> Instructions to follow
Count every line of the listing where the string "address" occurs, and reply with the count alone.

> Data for this task
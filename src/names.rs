//! Register and CSR name tables.
//!
//! Every rendering keeps the raw number next to the symbolic name
//! (`a0(x10)`, `mstatus (csr 300)`), so an index missing from a table
//! still prints something useful.

/// Integer register ABI names, indexed by `x<N>`.
pub const REG_NAMES: [&str; 32] = [
    "zero", "ra", "sp", "gp", "tp", "t0", "t1", "t2",
    "s0/fp", "s1", "a0", "a1", "a2", "a3", "a4", "a5",
    "a6", "a7", "s2", "s3", "s4", "s5", "s6", "s7",
    "s8", "s9", "s10", "s11", "t3", "t4", "t5", "t6",
];

/// Floating-point register ABI names, indexed by `f<N>`.
pub const FREG_NAMES: [&str; 32] = [
    "ft0", "ft1", "ft2", "ft3", "ft4", "ft5", "ft6", "ft7",
    "fs0", "fs1", "fa0", "fa1", "fa2", "fa3", "fa4", "fa5",
    "fa6", "fa7", "fs2", "fs3", "fs4", "fs5", "fs6", "fs7",
    "fs8", "fs9", "fs10", "fs11", "ft8", "ft9", "ft10", "ft11",
];

const UNKNOWN: &str = "<UNKNOWN>";

/// `name(x<N>)` for an integer register index.
pub fn reg_name(index: u32) -> String {
    let name = REG_NAMES.get(index as usize).copied().unwrap_or(UNKNOWN);
    format!("{name}(x{index})")
}

/// Compressed 3-bit register field `r'`, which names `x8..x15`.
pub fn rprime_name(index: u32) -> String {
    reg_name(index + 8)
}

/// `name(f<N>)` for a floating-point register index.
pub fn freg_name(index: u32) -> String {
    let name = FREG_NAMES.get(index as usize).copied().unwrap_or(UNKNOWN);
    format!("{name}(f{index})")
}

/// Compressed 3-bit FP register field, naming `f8..f15`.
pub fn fprime_name(index: u32) -> String {
    freg_name(index + 8)
}

/// Single CSRs, sorted by address.
const CSR_NAMES: &[(u16, &str)] = &[
    (0x000, "ustatus"),
    (0x001, "fflags"),
    (0x002, "frm"),
    (0x003, "fcsr"),
    (0x004, "uie"),
    (0x005, "utvec"),
    (0x040, "uscratch"),
    (0x041, "uepc"),
    (0x042, "ucause"),
    (0x043, "utval"),
    (0x044, "uip"),
    (0x100, "sstatus"),
    (0x102, "sedeleg"),
    (0x103, "sideleg"),
    (0x104, "sie"),
    (0x105, "stvec"),
    (0x106, "scounteren"),
    (0x140, "sscratch"),
    (0x141, "sepc"),
    (0x142, "scause"),
    (0x143, "stval"),
    (0x144, "sip"),
    (0x180, "satp"),
    (0x200, "bsstatus"),
    (0x204, "bsie"),
    (0x205, "bstvec"),
    (0x240, "bsscratch"),
    (0x241, "bsepc"),
    (0x242, "bscause"),
    (0x243, "bstval"),
    (0x244, "bsip"),
    (0x280, "bsatp"),
    (0x300, "mstatus"),
    (0x301, "misa"),
    (0x302, "medeleg"),
    (0x303, "mideleg"),
    (0x304, "mie"),
    (0x305, "mtvec"),
    (0x306, "mcounteren"),
    (0x320, "mcountinhibit"),
    (0x340, "mscratch"),
    (0x341, "mepc"),
    (0x342, "mcause"),
    (0x343, "mtval"),
    (0x344, "mip"),
    (0x7A0, "tselect"),
    (0x7A1, "tdata1"),
    (0x7A2, "tdata2"),
    (0x7A3, "tdata3"),
    (0x7B0, "dcsr"),
    (0x7B1, "dpc"),
    (0x7B2, "dscratch0"),
    (0x7B3, "dscratch1"),
    (0xA00, "hstatus"),
    (0xA02, "hedeleg"),
    (0xA03, "hideleg"),
    (0xA80, "hgatp"),
    (0xB00, "mcycle"),
    (0xB02, "minstret"),
    (0xB80, "mcycleh"),
    (0xB82, "minstreth"),
    (0xC00, "cycle"),
    (0xC01, "time"),
    (0xC02, "instret"),
    (0xC80, "cycleh"),
    (0xC81, "timeh"),
    (0xC82, "instreth"),
    (0xF11, "mvendorid"),
    (0xF12, "marchid"),
    (0xF13, "mimpid"),
    (0xF14, "mhartid"),
];

/// A run of numbered CSRs: `base + n` is named `{prefix}{n}{suffix}`
/// for `n` in `first..=last`.
#[derive(Debug, Clone, Copy)]
struct CsrFamily {
    base: u16,
    first: u16,
    last: u16,
    prefix: &'static str,
    suffix: &'static str,
}

const CSR_FAMILIES: &[CsrFamily] = &[
    CsrFamily { base: 0x320, first: 3, last: 31, prefix: "mhpmevent", suffix: "" },
    CsrFamily { base: 0x3A0, first: 0, last: 3, prefix: "pmpcfg", suffix: "" },
    CsrFamily { base: 0x3B0, first: 0, last: 15, prefix: "pmpaddr", suffix: "" },
    CsrFamily { base: 0xB00, first: 3, last: 31, prefix: "mhpmcounter", suffix: "" },
    CsrFamily { base: 0xB80, first: 3, last: 31, prefix: "mhpmcounter", suffix: "h" },
    CsrFamily { base: 0xC00, first: 3, last: 31, prefix: "hpmcounter", suffix: "" },
    CsrFamily { base: 0xC80, first: 3, last: 31, prefix: "hpmcounter", suffix: "h" },
];

/// Symbolic name of a CSR address, if the tables know it.
pub fn csr_symbol(addr: u32) -> Option<String> {
    let addr = u16::try_from(addr).ok()?;
    if let Ok(i) = CSR_NAMES.binary_search_by_key(&addr, |&(a, _)| a) {
        return Some(CSR_NAMES[i].1.to_string());
    }
    CSR_FAMILIES.iter().find_map(|fam| {
        let n = addr.checked_sub(fam.base)?;
        (fam.first..=fam.last)
            .contains(&n)
            .then(|| format!("{}{}{}", fam.prefix, n, fam.suffix))
    })
}

/// `name (csr <hex>)`, or `(csr <hex>)` when the address is unnamed.
pub fn csr_name(addr: u32) -> String {
    match csr_symbol(addr) {
        Some(name) => format!("{name} (csr {addr:x})"),
        None => format!("(csr {addr:x})"),
    }
}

> Task output
3